Problem requirements =
When you spot the word "NamingMode" in a line of the data below, copy that line.

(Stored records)
::::

use std::{path::PathBuf, process, sync::Arc};

use clap::Parser;
use colored::Colorize;
use unlog::{
    EventLog, ExtractConfig, NamingMode, ScanObserver, TimeWindow, UnlogError, WrittenFrame,
};

const CLI_AFTER_HELP: &str = "Examples:\n  unlog -c CAMERA_LEFT session.evl\n  unlog -c CAMERA_LEFT -s 10 -e 20 -n session.evl\n  unlog -c CAMERA_LEFT -v session.evl";

#[derive(Debug, Parser)]
#[command(
    name = "unlog",
    version,
    about = "Extract image frames from an event log, one file per frame",
    after_help = CLI_AFTER_HELP
)]
struct Cli {
    /// Exact channel name of the image messages to extract.
    #[arg(short, long, value_name = "CHANNEL")]
    channel: String,

    /// Start time in seconds. Images logged less than START seconds after
    /// the first logged message are ignored.
    #[arg(short, long, value_name = "SECONDS", default_value_t = 0.0)]
    start: f64,

    /// End time in seconds. The scan stops at the first message logged more
    /// than END seconds after the first logged message.
    #[arg(short, long, value_name = "SECONDS")]
    end: Option<f64>,

    /// Name images by frame number starting at 0 (00000.jpg, 00001.jpg, ...)
    /// instead of by capture timestamp.
    #[arg(short, long)]
    numframe: bool,

    /// Print the number of images generated.
    #[arg(short, long)]
    verbose: bool,

    /// Source event log.
    #[arg(value_name = "LOGFILE")]
    logfile: PathBuf,
}

/// Prints per-event outcomes to stderr as the scan runs.
struct TerminalObserver {
    verbose: bool,
}

impl ScanObserver for TerminalObserver {
    fn frame_written(&self, frame: &WrittenFrame) {
        if self.verbose {
            eprintln!(
                "saved frame {} -> {}",
                frame.frame_number,
                frame.path.display()
            );
        }
    }

    fn event_skipped(&self, error: &UnlogError) {
        eprintln!("{} {}", "warning:".yellow().bold(), error);
    }
}

fn run(cli: Cli) -> Result<(), UnlogError> {
    let window = TimeWindow::from_seconds(cli.start, cli.end)?;
    let naming = if cli.numframe {
        NamingMode::Sequence
    } else {
        NamingMode::CaptureTime
    };

    let config = ExtractConfig::new(cli.channel)
        .with_window(window)
        .with_naming(naming)
        .with_observer(Arc::new(TerminalObserver {
            verbose: cli.verbose,
        }));

    let mut log = EventLog::open(&cli.logfile)?;
    let summary = log.frames().extract(&config)?;

    if cli.verbose {
        println!("Generated {} images", summary.frames_written);
    }

    Ok(())
}

fn main() {
    // Usage errors and -h both exit 1; only a completed scan exits 0.
    let cli = Cli::try_parse().unwrap_or_else(|error| {
        let _ = error.print();
        process::exit(1);
    });

    if let Err(error) = run(cli) {
        eprintln!("{} {}", "error:".red().bold(), error);
        process::exit(1);
    }
}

::::

Exercise result =
    EventLog, ExtractConfig, NamingMode, ScanObserver, TimeWindow, UnlogError, WrittenFrame,
        NamingMode::Sequence
        NamingMode::CaptureTime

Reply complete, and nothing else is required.